Can a Target Just Say No?

In a fine column analyzing Yahoo’s tin parachute, the NY Times’ Deal Professor (a.k.a. Steven Davidoff) opines that:

… the Yahoo board here is permitted under Delaware law to reject Microsoft’s bid and just say no.

I’m a long-time skeptic that the just say no defense is really viable or authorized under Delaware law. As I explain in Unocal at 20:

… many commentators concluded Time validated the so-called “just say no” defense, pursuant to which the target’s board simply refuses to allow the firm to be acquired, and backs up that refusal by a poison pill or other takeover defenses. I find this reading of Time unpersuasive. At the chancery court level, Chancellor Allen’s analysis hinged on his observation that Time’s acquisition of Warner “[did] not legally preclude the successful prosecution of a hostile tender offer” for the resulting entity. More importantly, he also indicated that defensive tactics used against a hostile offer by Paramount or some other bidder for the combined entity after Time’s acquisition of Warner would present a different issue.

The supreme court’s opinion is similarly limited. While it is true the court rejected any inference that directors are obliged to abandon a pre-existing business plan in order to permit short-term shareholder gains, Time’s plan was deemed reasonable and proportionate to the Paramount threat precisely because it was “not aimed at ‘cramming down’ on its shareholders a management-sponsored alternative,” but was only intended to carry forward “a pre-existing transaction in an altered form.” The supreme court also expressly affirmed Chancellor Allen’s finding that Time’s actions “did not preclude Paramount from making an offer for the combined Time-Warner company.”
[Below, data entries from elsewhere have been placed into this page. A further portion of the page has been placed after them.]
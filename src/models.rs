//! Selectable models and templates.

use std::collections::BTreeMap;

use generation_provider::{LlmModel, LlmModelConfig};
use serde_json::{json, Map, Value};

pub const DEFAULT_MODEL_ID: &str = "claude-sonnet-4-20250514";
pub const LOCAL_PROVIDER_ID: &str = "ollama";
pub const AUTO_TEMPLATE: &str = "auto";

#[derive(Debug, Clone, PartialEq, Eq)]
pub struct ModelCatalog {
    models: Vec<LlmModel>,
}

impl ModelCatalog {
    pub fn new(models: Vec<LlmModel>) -> Self {
        Self { models }
    }

    pub fn builtin() -> Self {
        Self::new(vec![
            model("claude-sonnet-4-20250514", "Anthropic", "anthropic", "Claude Sonnet 4", true),
            model("claude-3-5-haiku-latest", "Anthropic", "anthropic", "Claude 3.5 Haiku", true),
            model("gpt-4o", "OpenAI", "openai", "GPT-4o", true),
            model("o3-mini", "OpenAI", "openai", "o3 Mini", false),
            model("gemini-2.0-flash", "Google Generative AI", "google", "Gemini 2.0 Flash", true),
            model("codestral-latest", "Mistral", "mistral", "Codestral", false),
            model("llama3.1", "Ollama", LOCAL_PROVIDER_ID, "Llama 3.1", false),
        ])
    }

    /// Drops models served by a local runtime.
    #[must_use]
    pub fn without_local(self) -> Self {
        Self::new(
            self.models
                .into_iter()
                .filter(|model| model.provider_id != LOCAL_PROVIDER_ID)
                .collect(),
        )
    }

    pub fn models(&self) -> &[LlmModel] {
        &self.models
    }

    pub fn find(&self, id: &str) -> Option<&LlmModel> {
        self.models.iter().find(|model| model.id == id)
    }

    /// The preferred default, else the first entry.
    pub fn default_model(&self) -> Option<&LlmModel> {
        self.find(DEFAULT_MODEL_ID).or_else(|| self.models.first())
    }

    /// Points a stored config that names an unknown model back at the default.
    /// Returns whether the config changed.
    pub fn normalize_config(&self, config: &mut LlmModelConfig) -> bool {
        let known = config
            .model
            .as_deref()
            .is_some_and(|id| self.find(id).is_some());
        if known {
            return false;
        }

        let Some(default) = self.default_model() else {
            return false;
        };
        if config.model.as_deref() == Some(default.id.as_str()) {
            return false;
        }
        config.model = Some(default.id.clone());
        true
    }

    /// The configured model, falling back to the default when unset or unknown.
    pub fn current(&self, config: &LlmModelConfig) -> Option<&LlmModel> {
        config
            .model
            .as_deref()
            .and_then(|id| self.find(id))
            .or_else(|| self.default_model())
    }
}

fn model(id: &str, provider: &str, provider_id: &str, name: &str, multi_modal: bool) -> LlmModel {
    LlmModel {
        id: id.to_string(),
        provider: provider.to_string(),
        provider_id: provider_id.to_string(),
        name: name.to_string(),
        multi_modal,
    }
}

/// Template choice: `auto` lets the generator pick among every template.
#[derive(Debug, Clone, Default, PartialEq, Eq)]
pub enum TemplateSelection {
    #[default]
    Auto,
    Named(String),
}

impl TemplateSelection {
    pub fn parse(value: &str) -> Self {
        let value = value.trim();
        if value.is_empty() || value == AUTO_TEMPLATE {
            Self::Auto
        } else {
            Self::Named(value.to_string())
        }
    }

    pub fn as_str(&self) -> &str {
        match self {
            Self::Auto => AUTO_TEMPLATE,
            Self::Named(name) => name,
        }
    }
}

#[derive(Debug, Clone, PartialEq)]
pub struct TemplateCatalog {
    templates: BTreeMap<String, Value>,
}

impl TemplateCatalog {
    pub fn new(templates: BTreeMap<String, Value>) -> Self {
        Self { templates }
    }

    pub fn builtin() -> Self {
        let entries = [
            (
                "code-interpreter-v1",
                json!({
                    "name": "Python data analyst",
                    "lib": ["python", "jupyter", "numpy", "pandas", "matplotlib"],
                    "file": "script.py",
                    "instructions": "Runs code as a Jupyter notebook cell.",
                    "port": null
                }),
            ),
            (
                "nextjs-developer",
                json!({
                    "name": "Next.js developer",
                    "lib": ["nextjs@14.2.5", "typescript", "tailwindcss", "shadcn"],
                    "file": "pages/index.tsx",
                    "instructions": "A Next.js 13+ app that reloads automatically.",
                    "port": 3000
                }),
            ),
            (
                "vue-developer",
                json!({
                    "name": "Vue.js developer",
                    "lib": ["vue@latest", "nuxt.js@3.13.0", "tailwindcss"],
                    "file": "app.vue",
                    "instructions": "A Vue.js 3+ app that reloads automatically.",
                    "port": 3000
                }),
            ),
            (
                "streamlit-developer",
                json!({
                    "name": "Streamlit developer",
                    "lib": ["streamlit", "pandas", "numpy", "matplotlib"],
                    "file": "app.py",
                    "instructions": "A streamlit app that reloads automatically.",
                    "port": 8501
                }),
            ),
            (
                "gradio-developer",
                json!({
                    "name": "Gradio developer",
                    "lib": ["gradio", "pandas", "numpy", "matplotlib"],
                    "file": "app.py",
                    "instructions": "A gradio app. Gradio Blocks/Interface should be called demo.",
                    "port": 7860
                }),
            ),
        ];

        Self::new(
            entries
                .into_iter()
                .map(|(id, template)| (id.to_string(), template))
                .collect(),
        )
    }

    pub fn ids(&self) -> impl Iterator<Item = &str> {
        self.templates.keys().map(String::as_str)
    }

    /// Wire value for `selection`: every template for auto, else a single entry.
    pub fn select(&self, selection: &TemplateSelection) -> Value {
        match selection {
            TemplateSelection::Auto => {
                Value::Object(self.templates.clone().into_iter().collect::<Map<_, _>>())
            }
            TemplateSelection::Named(name) => {
                let mut single = Map::new();
                single.insert(
                    name.clone(),
                    self.templates.get(name).cloned().unwrap_or(Value::Null),
                );
                Value::Object(single)
            }
        }
    }
}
These limitations on the court’s holding are important because they eliminate the “just say no” defense, as well as some of the other more apocalyptic interpretations of Time. The “just say no” defense does cram down a particular result—independence—on the shareholders, and also attempts to preclude anyone from making an offer for the combined company, both of which the court said management could not do. Therefore, Time does not necessarily compel one to conclude that the “just say no” defense will be deemed to be proportional to an adequate, noncoercive offer.